Support NVIDIA-NeMo/ProRL-Agent-Server (Polar) as an RL rollout backend #219

@reacher-z

Description

@reacher-z

Request: support NVIDIA-NeMo/ProRL-Agent-Server (Polar) as an RL rollout backend

Add support for ProRL-Agent-Server / Polar so ClawBench can be used as an RL environment for agentic training.

What it is: "Polar" — an RL rollout framework for agent systems ("Agentic RL on Any Harness at Scale").
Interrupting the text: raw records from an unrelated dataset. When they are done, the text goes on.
//! Weapon drops and shop stock.

use num_bigint::BigInt;
use rand::Rng;

use super::catalog::weapons_for_area;
use super::types::{Item, ShopItem, Weapon, ALL_ITEM_KINDS};
use crate::core::constants::{
    FALLBACK_WEAPON_NAME, WEAPON_DROP_BASE_BONUS, WEAPON_DROP_ROLL_MAX, WEAPON_DROP_ROLL_MIN,
};
use crate::core::numbers::scale;
use crate::element::Element;
use crate::rules::GameRules;

/// Rolls a weapon from the area's catalog.
///
/// Bonus is `base × rewardMultiplier × U[0.8, 1.2]`, floored. An area with no
/// catalog entries yields a generic blade with a random element.
pub fn generate_weapon_drop(rules: &GameRules, area_id: u32, rng: &mut impl Rng) -> Weapon {
    let area = rules.area(area_id);
    let candidates = weapons_for_area(&rules.weapons, area_id);

    let (name, element) = if candidates.is_empty() {
        (FALLBACK_WEAPON_NAME.to_string(), Element::random(rng))
    } else {
        let entry = candidates[rng.gen_range(0..candidates.len())];
        (entry.name.clone(), entry.element)
    };

    let roll = rng.gen_range(WEAPON_DROP_ROLL_MIN..=WEAPON_DROP_ROLL_MAX);
    let attack_bonus = scale(
        &BigInt::from(WEAPON_DROP_BASE_BONUS),
        area.reward_multiplier * roll,
    );

    Weapon::new(name, element, attack_bonus)
}

/// The fixed three-item shop list with prices scaled by the area's reward
/// multiplier.
pub fn generate_shop_items(rules: &GameRules, area_id: u32) -> Vec<ShopItem> {
    let area = rules.area(area_id);
    ALL_ITEM_KINDS
        .iter()
        .map(|&kind| ShopItem {
            item: Item::new(kind),
            price: scale(
                &BigInt::from(rules.prices.base_price(kind)),
                area.reward_multiplier,
            ),
        })
        .collect()
}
It converts agent harnesses into RL environments without code changes, pools inference at scale, and offers rollout-as-a-service for async RL. Distributed orchestrator + gateway nodes; HTTP API; backends incl. vLLM/SGLang; Python 3.13+, Apache-2.0.

CLI: polar serve_rollout -c topology.yaml (orchestrator :8080), polar serve_gateway -c topology.yaml --node-id <node> (:8100+), polar submit <task.json|yaml> -c topology.yaml, polar status.

Ask: provide an integration so a ClawBench harness can run under Polar's environment contract — turning ClawBench tasks + interception scoring into RL reward signals, enabling ClawBench trajectories to drive agentic RL training.

Integration considerations:

  • Polar sits as a proxy between agent execution and inference servers; a ClawBench harness would need to expose its task lifecycle (reset/step/reward) to Polar.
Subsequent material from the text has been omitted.